<<<<

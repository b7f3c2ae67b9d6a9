//! # 命令行接口模块
//!
//! 使用 `clap` 定义了程序的命令行结构，包括子命令和参数。
//! 图像以原始样本转储的形式读写：按行优先排列，每个样本占 `bit_depth / 8` 个字节 (大端序)。

use clap::{Args, Parser, Subcommand};
use std::path::PathBuf;

use crate::codec::{CodecOptions, EmbedMode, Framing};
use crate::encoding::TextEncoding;

/// 一款基于 LSB (最低有效位) 位平面隐写的命令行工具，用于在原始像素样本中隐藏或恢复文本。
#[derive(Parser, Debug)]
#[command(
    version,
    about,
    long_about = "一款基于 LSB (最低有效位) 位平面隐写的命令行工具，用于在原始像素样本中隐藏或恢复文本。\n每个像素按位深度划分为若干字节通道，每个通道的最低位承载一个载荷位。"
)]
pub struct Cli {
    #[command(subcommand)]
    pub command: Commands,
}

/// 可用的子命令：hide (隐藏)、recover (恢复) 和 capacity (容量)。
#[derive(Subcommand, Debug)]
pub enum Commands {
    /// 在原始像素样本中隐藏文本文件内容。
    Hide(HideArgs),

    /// 从经过隐写的原始像素样本中恢复隐藏的文本。
    Recover(RecoverArgs),

    /// 报告给定几何参数下可隐藏的最大字节数。
    Capacity(CapacityArgs),
}

/// 原始样本转储的几何参数。
#[derive(Args, Debug, Clone, Copy)]
pub struct GeometryArgs {
    /// 图像宽度 (像素)。
    #[arg(long)]
    pub width: u32,

    /// 图像高度 (像素)。
    #[arg(long)]
    pub height: u32,

    /// 每像素位数：8、16、24 或 32。
    #[arg(short, long, default_value_t = 24)]
    pub bit_depth: u8,
}

/// 编解码参数，隐藏与恢复时必须一致。
#[derive(Args, Debug, Clone, Copy)]
pub struct CodecArgs {
    /// 文本使用的字符编码。
    #[arg(short, long, value_enum, default_value_t = TextEncoding::Utf8)]
    pub encoding: TextEncoding,

    /// 载荷位的写入方式。
    #[arg(short, long, value_enum, default_value_t = EmbedMode::Replace)]
    pub mode: EmbedMode,

    /// 载荷长度的传递方式。
    #[arg(long, value_enum, default_value_t = Framing::LengthPrefixed)]
    pub framing: Framing,
}

impl From<CodecArgs> for CodecOptions {
    fn from(args: CodecArgs) -> Self {
        CodecOptions {
            encoding: args.encoding,
            mode: args.mode,
            framing: args.framing,
        }
    }
}

/// 'hide' 命令所需的参数。
#[derive(Parser, Debug)]
pub struct HideArgs {
    /// 用于隐写的原始样本文件路径。
    #[arg(short, long)]
    pub image: PathBuf,

    #[command(flatten)]
    pub geometry: GeometryArgs,

    /// 要隐藏的文本内容的文件路径。
    #[arg(short, long)]
    pub text: PathBuf,

    /// 隐写完成后保存结果的输出路径。默认为输入文件旁的 `doctored_<文件名>`。
    #[arg(short, long)]
    pub dest: Option<PathBuf>,

    #[command(flatten)]
    pub codec: CodecArgs,

    /// 输出文件已存在时强制覆盖。
    #[arg(short, long)]
    pub force: bool,
}

/// 'recover' 命令所需的参数。
#[derive(Parser, Debug)]
pub struct RecoverArgs {
    /// 已隐藏文本数据的原始样本文件路径。
    #[arg(short, long)]
    pub image: PathBuf,

    #[command(flatten)]
    pub geometry: GeometryArgs,

    /// 恢复文本后保存的输出路径。默认为输入文件旁的 `recovered_<文件名>.txt`。
    #[arg(short, long)]
    pub text: Option<PathBuf>,

    /// 未经修改的原始样本文件，`xor-original` 模式下必需。
    #[arg(short, long)]
    pub original: Option<PathBuf>,

    /// 隐藏文本的字节数，仅在 `headerless` 模式下使用。
    #[arg(short, long)]
    pub length: Option<usize>,

    #[command(flatten)]
    pub codec: CodecArgs,

    /// 输出文件已存在时强制覆盖。
    #[arg(short, long)]
    pub force: bool,
}

/// 'capacity' 命令所需的参数。
#[derive(Parser, Debug)]
pub struct CapacityArgs {
    #[command(flatten)]
    pub geometry: GeometryArgs,

    /// 载荷长度的传递方式。
    #[arg(long, value_enum, default_value_t = Framing::LengthPrefixed)]
    pub framing: Framing,
}

#[cfg(test)]
mod tests {
    use super::*;
    use clap::CommandFactory;

    #[test]
    fn command_definition_is_consistent() {
        Cli::command().debug_assert();
    }

    #[test]
    fn parses_hide_with_defaults() {
        let cli = Cli::parse_from([
            "stegoplane", "hide", "--image", "in.raw", "--width", "4", "--height", "2", "--text", "t.txt",
        ]);
        let Commands::Hide(args) = cli.command else {
            panic!("expected hide");
        };
        assert_eq!(args.geometry.bit_depth, 24);
        assert_eq!(args.dest, None);
        assert_eq!(CodecOptions::from(args.codec), CodecOptions::default());
    }

    #[test]
    fn parses_recover_options() {
        let cli = Cli::parse_from([
            "stegoplane",
            "recover",
            "-i",
            "in.raw",
            "--width",
            "4",
            "--height",
            "2",
            "-b",
            "32",
            "--encoding",
            "utf-16",
            "--mode",
            "xor-original",
            "--framing",
            "headerless",
            "--original",
            "orig.raw",
            "--length",
            "3",
        ]);
        let Commands::Recover(args) = cli.command else {
            panic!("expected recover");
        };
        assert_eq!(args.geometry.bit_depth, 32);
        assert_eq!(args.codec.encoding, TextEncoding::Utf16);
        assert_eq!(args.codec.mode, EmbedMode::XorOriginal);
        assert_eq!(args.codec.framing, Framing::Headerless);
        assert_eq!(args.length, Some(3));
    }

    #[test]
    fn parses_capacity_framing() {
        let cli = Cli::parse_from([
            "stegoplane", "capacity", "--width", "3", "--height", "3", "-b", "8", "--framing", "headerless",
        ]);
        let Commands::Capacity(args) = cli.command else {
            panic!("expected capacity");
        };
        assert_eq!(args.geometry.bit_depth, 8);
        assert_eq!(args.framing, Framing::Headerless);
    }

    #[test]
    fn hide_takes_image_not_samples() {
        let rejected = Cli::try_parse_from([
            "stegoplane", "hide", "--samples", "in.raw", "--width", "1", "--height", "1", "--text", "t.txt",
        ]);
        assert!(rejected.is_err());
    }
}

>>>>

Assigned task:
Above are the records; from them, give again exactly the lines from the one containing "pub struct CapacityArgs" to the one containing "assert_eq!(args.dest, None);", both lines included, and nothing more.

Exercise output:
pub struct CapacityArgs {
    #[command(flatten)]
    pub geometry: GeometryArgs,

    /// 载荷长度的传递方式。
    #[arg(long, value_enum, default_value_t = Framing::LengthPrefixed)]
    pub framing: Framing,
}

#[cfg(test)]
mod tests {
    use super::*;
    use clap::CommandFactory;

    #[test]
    fn command_definition_is_consistent() {
        Cli::command().debug_assert();
    }

    #[test]
    fn parses_hide_with_defaults() {
        let cli = Cli::parse_from([
            "stegoplane", "hide", "--image", "in.raw", "--width", "4", "--height", "2", "--text", "t.txt",
        ]);
        let Commands::Hide(args) = cli.command else {
            panic!("expected hide");
        };
        assert_eq!(args.geometry.bit_depth, 24);
        assert_eq!(args.dest, None);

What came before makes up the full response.